The glossy-backed becard was originally described in 1766 as Muscicapa surinama, mistakenly placing it with the Old World flycatchers. It was eventually placed in its present genus Pachyramphus. That genus has variously been assigned to the tyrant flycatcher family Tyrannidae and the cotinga family Cotingidae. Several early twenty-first century studies confirmed the placement of Pachyramphus in Tityridae and taxonomic systems made the reassignment.

The glossy-backed becard is monotypic.

==Description==

The glossy-backed becard is about 13 to 14 cm long and weighs about 20 g. Adult males are glossy black with a slight bluish sheen on most of their head and on their upperparts, wings, and tail. Their crown sometimes appears scaly and they have some white at the base of the scapulars that is seldom visible. Their throat and underparts are pure white. Adult females' crowns are blackish with wide chestnut-brown feather tips. They have a pale line above the lores on an otherwise pale gray face. Their nape and upper back are pale gray, their lower back and rump white, and their uppertail coverts white with a buffy tinge. Their wings are blackish with wide cinnamon-brown edges on the coverts and inner flight feathers. Their tail is blackish with wide whitish to buffy tips on the outermost feathers. Their throat and underparts are white. Both sexes have a dark iris, a blackish bill, and dark legs and feet.

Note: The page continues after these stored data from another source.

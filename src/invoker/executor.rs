use std::future::Future;

use alloy::eips::BlockId;
use alloy::primitives::{Address, Bytes};
use alloy::providers::{DynProvider, Provider, ProviderBuilder};
use alloy::rpc::types::TransactionRequest;
use url::Url;

use crate::error::{MulticallError, Result};

/// Read-only contract call against a node.
pub trait CallExecutor: Send + Sync {
    fn call(&self, target: Address, data: Bytes) -> impl Future<Output = Result<Bytes>> + Send;
}

/// [`CallExecutor`] backed by `eth_call` over an alloy provider.
#[derive(Clone)]
pub struct RpcExecutor {
    provider: DynProvider,
    block: Option<BlockId>,
}

impl RpcExecutor {
    pub fn new(rpc_url: &str) -> Result<Self> {
        let url = Url::parse(rpc_url).map_err(|e| MulticallError::InvalidRpcUrl {
            url: rpc_url.to_string(),
            reason: e.to_string(),
        })?;

        let client = ProviderBuilder::new().connect_http(url);

        Ok(Self::from_provider(DynProvider::new(client)))
    }

    pub fn from_provider(provider: DynProvider) -> Self {
        Self {
            provider,
            block: None,
        }
    }

    /// Execute calls against `block_number` instead of `latest`.
    pub fn at_block(mut self, block_number: u64) -> Self {
        self.block = Some(BlockId::number(block_number));
        self
    }
}

impl CallExecutor for RpcExecutor {
    async fn call(&self, target: Address, data: Bytes) -> Result<Bytes> {
        let tx = TransactionRequest::default().to(target).input(data.into());

        let mut call = self.provider.call(tx);
        if let Some(block) = self.block {
            call = call.block(block);
        }

        Ok(call.await?)
    }
}

#[cfg(test)]
mod tests {
    use super::*;

    #[test]
    fn test_rejects_invalid_url() {
        assert!(matches!(
            RpcExecutor::new("not a url"),
            Err(MulticallError::InvalidRpcUrl { .. })
        ));
    }

    #[test]
    fn test_at_block() {
        let executor = RpcExecutor::new("http://localhost:8545").unwrap().at_block(42);

        assert_eq!(executor.block, Some(BlockId::number(42)));
    }
}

==Distribution and habitat==

The glossy-backed becard's core range is mostly north of the Amazon river. In Brazil it extends from the lower Negro River east to near the Tapajos River and also extends south of the Amazon along the Urucu River. From Brazil its range sweeps northeasterly to the Atlantic in Suriname, French Guiana, and Brazil's Amapá state. There are also scattered records in Guyana, Venezuela, and further south in Brazil. The glossy-backed becard inhabits the canopy and subcanopy of humid forest and also trees in clearings and nearby savanna. In elevation it ranges from sea level to 300 m.

==Behavior==
===Movement===

The glossy-backed becard's movements, if any, are not known.

===Feeding===

The glossy-backed becard feeds mostly on insects and includes some fruit in its diet. It usually forages in pairs, though not close together, and gleans food while hopping along branches or making short flights to briefly hover.

===Breeding===

The glossy-backed becard's breeding season has not been fully defined but includes at least July to October in Brazil. Its nest is a bulky globe with an entrance on the side or near the bottom. It is made from dead leaves, moss, and plant fibers and is typically suspended from a branch between about 25 and 30 m above the ground. It is usually built near a wasp or bee nest. The clutch size, incubation period, time to fledging, and details of parental care are not known.

===Vocalization===

The glossy-backed becard's song is a "very high, rather sharp wuh-wheéé-wuwuweé" whose wheéé is stressed at the end; the wu can be repeated up to six times.

==Status==

The IUCN has assessed the glossy-backed becard as being of Least Concern. Its population size is not known and is believed to be decreasing. No immediate threats have been identified. It is considered "rare and apparently local" overall and "uncommon to rare" in Brazil. It occurs in at least two protected areas in Brazil.